One of the most compelling sessions of the entire conference was a panel of kids talking about what they love and don’t love about organized sports. It’s a simple concept that came up again and again: We should be listening — really, actively listening — to the perspective that youth have not just on the experience of playing but what’s working and not working for them in the ecosystem, even if the word “ecosystem” is one they’ll never utter or think about when they play.
Pepper Persley, a 12-year-old aspiring journalist who participates in multiple sports (basketball, softball, plus a black belt in taekwondo) hit on one of the main challenges in youth sports: How do we encourage kids to try different things and not feel pressure to specialize in only one sport at an early age, a phenomenon that research and anecdotal evidence suggests can lead to injuries and burnout? The problem? The youth sports ecosystem, including the time requirements for practice or pressures to make a traveling team, can make it hard not to specialize.
“I have a lot of things on my plate,” Persley said. “It makes it very hard to not do one thing. I would love it if teams see that there were other options.
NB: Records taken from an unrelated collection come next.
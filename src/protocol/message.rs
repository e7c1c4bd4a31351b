//! Bundled messages (as stored and served by nodes)
//!
//! # Format
//!
//! ```text
//! ii/ok[/repto/<id>]
//! <echo>
//! <unix timestamp>
//! <from>
//! <address>
//! <to>
//! <subject>
//!
//! <body...>
//! ```

use std::fmt;
use std::time::{SystemTime, UNIX_EPOCH};

use tracing::{debug, trace};

use super::codec::{decode_blob, encode_blob};
use super::{
    BUNDLED_BODY_OFFSET, BUNDLED_MESSAGE_MIN_LINES, Error, II_OK, MsgId, PointMessage, Result,
    TAG_PREFIX, Tags, make_msg_id,
};

/// Canonical, network-addressable IDEC message
#[derive(Debug, Clone, Default, PartialEq, Eq)]
#[cfg_attr(feature = "serde", derive(serde::Serialize, serde::Deserialize))]
pub struct Message {
    /// Tag line
    pub tags: Tags,
    /// Echo conference
    pub echo: String,
    /// Unix time in seconds
    pub timestamp: i64,
    /// Author
    pub from: String,
    /// Originating station
    pub address: String,
    /// Recipient
    pub to: String,
    /// Subject
    pub subg: String,
    /// Message text
    pub body: String,
}

impl Message {
    /// Parse a bundled message blob
    ///
    /// # Errors
    ///
    /// Returns an error if:
    /// - The blob is not valid base64 text
    /// - The text has fewer than seven lines
    /// - The tag line has no `ii/` marker
    /// - The timestamp is not an integer
    pub fn parse(blob: &str) -> Result<Self> {
        let text = decode_blob(blob)?;
        Self::from_text(&text)
    }

    /// Parse already decoded bundled message text
    pub fn from_text(text: &str) -> Result<Self> {
        let lines: Vec<&str> = text.split('\n').collect();
        if lines.len() < BUNDLED_MESSAGE_MIN_LINES {
            debug!(lines = lines.len(), "rejecting bundled message: too short");
            return Err(Error::MalformedMessage {
                needed: BUNDLED_MESSAGE_MIN_LINES,
                got: lines.len(),
            });
        }

        let tags = Tags::parse(lines[0])?;
        let timestamp = lines[2].parse::<i64>().map_err(|source| {
            debug!(value = lines[2], "rejecting bundled message: bad timestamp");
            Error::Timestamp {
                value: lines[2].to_owned(),
                source,
            }
        })?;

        let body = lines.get(BUNDLED_BODY_OFFSET..).unwrap_or_default().join("\n");

        let message = Self {
            tags,
            echo: lines[1].to_owned(),
            timestamp,
            from: lines[3].to_owned(),
            address: lines[4].to_owned(),
            to: lines[5].to_owned(),
            subg: lines[6].to_owned(),
            body,
        };
        trace!(echo = %message.echo, timestamp, "parsed bundled message");

        Ok(message)
    }

    /// Bundle a point message at `timestamp`
    ///
    /// `from` and `address` are left empty: the node identity is only
    /// known to the transport, which must fill them before sending. The tag
    /// line is parsed back, so a `repto` containing `/` keeps only its
    /// first segment.
    pub fn bundle(point: &PointMessage, timestamp: i64) -> Result<Self> {
        let line = if point.repto.is_empty() {
            format!("{TAG_PREFIX}{II_OK}")
        } else {
            format!("{TAG_PREFIX}{II_OK}/repto/{}", point.repto)
        };
        let tags = Tags::parse(&line)?;

        Ok(Self {
            tags,
            echo: point.echo.clone(),
            timestamp,
            from: String::new(),
            address: String::new(),
            to: point.to.clone(),
            subg: point.subg.clone(),
            body: point.body.clone(),
        })
    }

    /// ID of the message this one replies to, empty if none
    #[must_use]
    pub fn repto(&self) -> &str {
        &self.tags.repto
    }

    /// Base64 of the canonical text
    #[must_use]
    pub fn encode(&self) -> String {
        encode_blob(&self.to_string())
    }

    /// Content-addressed ID of this message
    #[must_use]
    pub fn id(&self) -> MsgId {
        make_msg_id(&self.to_string())
    }
}

/// Bundle a point message stamped with the current time
///
/// See [`Message::bundle`].
pub fn make_bundled_message(point: &PointMessage) -> Result<Message> {
    Message::bundle(point, unix_now())
}

fn unix_now() -> i64 {
    SystemTime::now()
        .duration_since(UNIX_EPOCH)
        .map_or(0, |elapsed| {
            i64::try_from(elapsed.as_secs()).unwrap_or(i64::MAX)
        })
}

impl fmt::Display for Message {
    fn fmt(&self, f: &mut fmt::Formatter<'_>) -> fmt::Result {
        writeln!(f, "{}", self.tags)?;
        writeln!(f, "{}", self.echo)?;
        writeln!(f, "{}", self.timestamp)?;
        writeln!(f, "{}", self.from)?;
        writeln!(f, "{}", self.address)?;
        writeln!(f, "{}", self.to)?;
        writeln!(f, "{}", self.subg)?;
        writeln!(f)?;
        f.write_str(&self.body)
    }
}

#[cfg(test)]
mod tests {
    use super::*;

    const BLOB: &str = "aWkvb2svcmVwdG8vdFU3SjBienVMMnI0RG9zRGtOUE8KcGlwZS4yMDMyCjE1NTE2ODk3NjYKRGlmcmV4CmR5bmFtaWMsMQpEaWZyZXgKUmU6IGlkZWMKCtCY0LvQuCDQtNCw0LbQtSDRgtCw0Lo6Cj09PT0KY3VybCAtWFBPU1QgLUggIlgtSWRlYy1QYXV0aDogc2Rsa2RzZmprbHNkZiIgLVQgL2V0Yy9wYXNzd2QgaWRlYy5ub2RlL3gvZC9tc2dpZAo9PT09";

    #[test]
    fn test_parse_message() {
        let msg = Message::parse(BLOB).unwrap();
        assert_eq!(msg.tags, Tags::reply("tU7J0bzuL2r4DosDkNPO"));
        assert_eq!(msg.repto(), "tU7J0bzuL2r4DosDkNPO");
        assert_eq!(msg.echo, "pipe.2032");
        assert_eq!(msg.timestamp, 1_551_689_766);
        assert_eq!(msg.from, "Difrex");
        assert_eq!(msg.address, "dynamic,1");
        assert_eq!(msg.to, "Difrex");
        assert_eq!(msg.subg, "Re: idec");
        assert!(msg.body.starts_with("Или даже так:\n===="));
        assert!(msg.body.ends_with("idec.node/x/d/msgid\n===="));
    }

    #[test]
    fn test_parse_bad_timestamp() {
        let text = "ii/ok\nii.test.14\n\nDifrex\ndynamic,1\nAll\nsubj\n\nbody";
        let result = Message::from_text(text);
        assert!(matches!(result, Err(Error::Timestamp { value, .. }) if value.is_empty()));
    }

    #[test]
    fn test_parse_bad_tags() {
        let text = "ok\nii.test.14\n1\nDifrex\ndynamic,1\nAll\nsubj\n\nbody";
        assert!(matches!(
            Message::from_text(text),
            Err(Error::InvalidTag { .. })
        ));
    }

    #[test]
    fn test_parse_too_short() {
        let result = Message::from_text("ii/ok\nii.test.14\n1");
        assert!(matches!(
            result,
            Err(Error::MalformedMessage { needed: 7, got: 3 })
        ));
    }

    #[test]
    fn test_parse_without_body() {
        let msg = Message::from_text("ii/ok\nii.test.14\n1\nDifrex\ndynamic,1\nAll\nsubj").unwrap();
        assert_eq!(msg.subg, "subj");
        assert_eq!(msg.body, "");
    }

    #[test]
    fn test_display_inverts_parse() {
        let text = "ii/ok/repto/EviyYJSFrnubg0DvckW9\nii.test.14\n1551689766\nDifrex\ndynamic,1\nAll\nRe: test\n\nline one\n\nline three\n";
        let msg = Message::from_text(text).unwrap();
        assert_eq!(msg.to_string(), text);
        assert_eq!(Message::parse(&msg.encode()).unwrap(), msg);
    }

    #[test]
    fn test_bundle_point_message() {
        let point = PointMessage::new("ii.test.14", "All", "Test", "\nhello")
            .with_repto("EviyYJSFrnubg0DvckW9");
        let msg = Message::bundle(&point, 1_551_689_766).unwrap();

        assert_eq!(msg.tags.collect().unwrap(), "ii/ok/repto/EviyYJSFrnubg0DvckW9");
        assert_eq!(msg.repto(), point.repto);
        assert_eq!(msg.echo, "ii.test.14");
        assert_eq!(msg.timestamp, 1_551_689_766);
        assert_eq!(msg.from, "");
        assert_eq!(msg.address, "");
        assert_eq!(msg.to, "All");
        assert_eq!(msg.subg, "Test");
        assert_eq!(msg.body, "\nhello");
    }

    #[test]
    fn test_bundle_without_repto() {
        let point = PointMessage::new("ii.test.14", "All", "Test", "hello");
        let msg = Message::bundle(&point, 0).unwrap();
        assert_eq!(msg.tags, Tags::ok());
        assert_eq!(msg.repto(), "");
    }

    #[test]
    fn test_bundle_cuts_repto_at_slash() {
        let point = PointMessage::new("ii.test.14", "All", "Test", "hello").with_repto("a/b");
        let msg = Message::bundle(&point, 0).unwrap();
        assert_eq!(msg.repto(), "a");
        assert_eq!(msg.to_string().lines().next(), Some("ii/ok/repto/a"));
    }

    #[test]
    fn test_make_bundled_message_uses_clock() {
        let point = PointMessage::new("ii.test.14", "All", "Test", "hello");
        let before = unix_now();
        let msg = make_bundled_message(&point).unwrap();
        assert!(msg.timestamp >= before);
        assert!(msg.timestamp <= unix_now());
    }

    #[test]
    fn test_id_is_stable_across_encoding() {
        let msg = Message::parse(BLOB).unwrap();
        let reparsed = Message::parse(&msg.encode()).unwrap();
        assert_eq!(msg.id(), reparsed.id());
    }
}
It’s important for kids not to be selective.” At the end, she added: “We’ve struggled to find a team that supports everything I do,” meaning that it’s hard to find a league in one sport that will give her the space to try another one.
Future Legends as the Future?
I had Persley’s comments in the back of my mind the next day, when I took a tour of a massive new youth sports complex emerging along the Front Range of the Rocky Mountains, about an hour north of Denver in the small town of Windsor. From miles away, you can already see the enormous inflatable roof of the complex’s indoor venue at the Future Legends complex. But it’s a sign of what’s still to come.
When it’s finished next year, the 118-acre Future Legends will have 12 baseball diamonds, 12 multi-use fields, a 6,500-seat stadium that will host a professional baseball and soccer team, a 2,500-seat stadium, 16 outdoor pickleball courts, four sand volleyball courts and a Miracle field. That’s on top of the four-acre domed indoor complex that can accommodate 16 volleyball courts and four basketball courts. There will also be a 10,000-square-foot esports arena with seating of up to 1,000 in the final phase. But of particular note are the parts of the development that are not fields: Two hotels are under construction (a Hilton Garden Inn and a Hampton Inn the complex will own), as well as a dormitory that can house 64 traveling teams. And perhaps most important, there will be 14 restaurant pads on site, 13 of which have already been contracted.
Casey Katofsky, the executive director of the complex, took me on a tour of the site, which is a work in progress. The inflatable dome is already hosting indoor events (more than 500 people, mostly adults, are already paying a monthly fee to play pickleball on the indoor courts). The smaller of the stadiums has opened as well, serving as home to the baseball and soccer teams until the larger stadiums opens. But you can see the eventual scope and the efforts being made to give players a complete experience.
“Our main goal is to provide a newer, unprecedented type of experience that combines the tourism and hospitality element with the actual sports themselves,” Katofsky said.
The hotels and the restaurants caught my eye as much as the incredible fields of play that will be built. For some context, the entire town of Windsor, which sits east of I-25 south of Fort Collins, currently has only one hotel. Soon it will have three — with two of them part of the sports complex. And the restaurants will allow teams and families the options to have a complete experience without needing to leave campus.
“Having the dormitories, the hotels on site, the restaurants on site, you’re building a mini city for youth sports,” Katofsky said. “People don’t have to travel 40 minutes away to the nearest hotel or the nearest restaurant. So all this combines into creating a newer, unique experience that we hope becomes the new norm for the youth sports travel market.”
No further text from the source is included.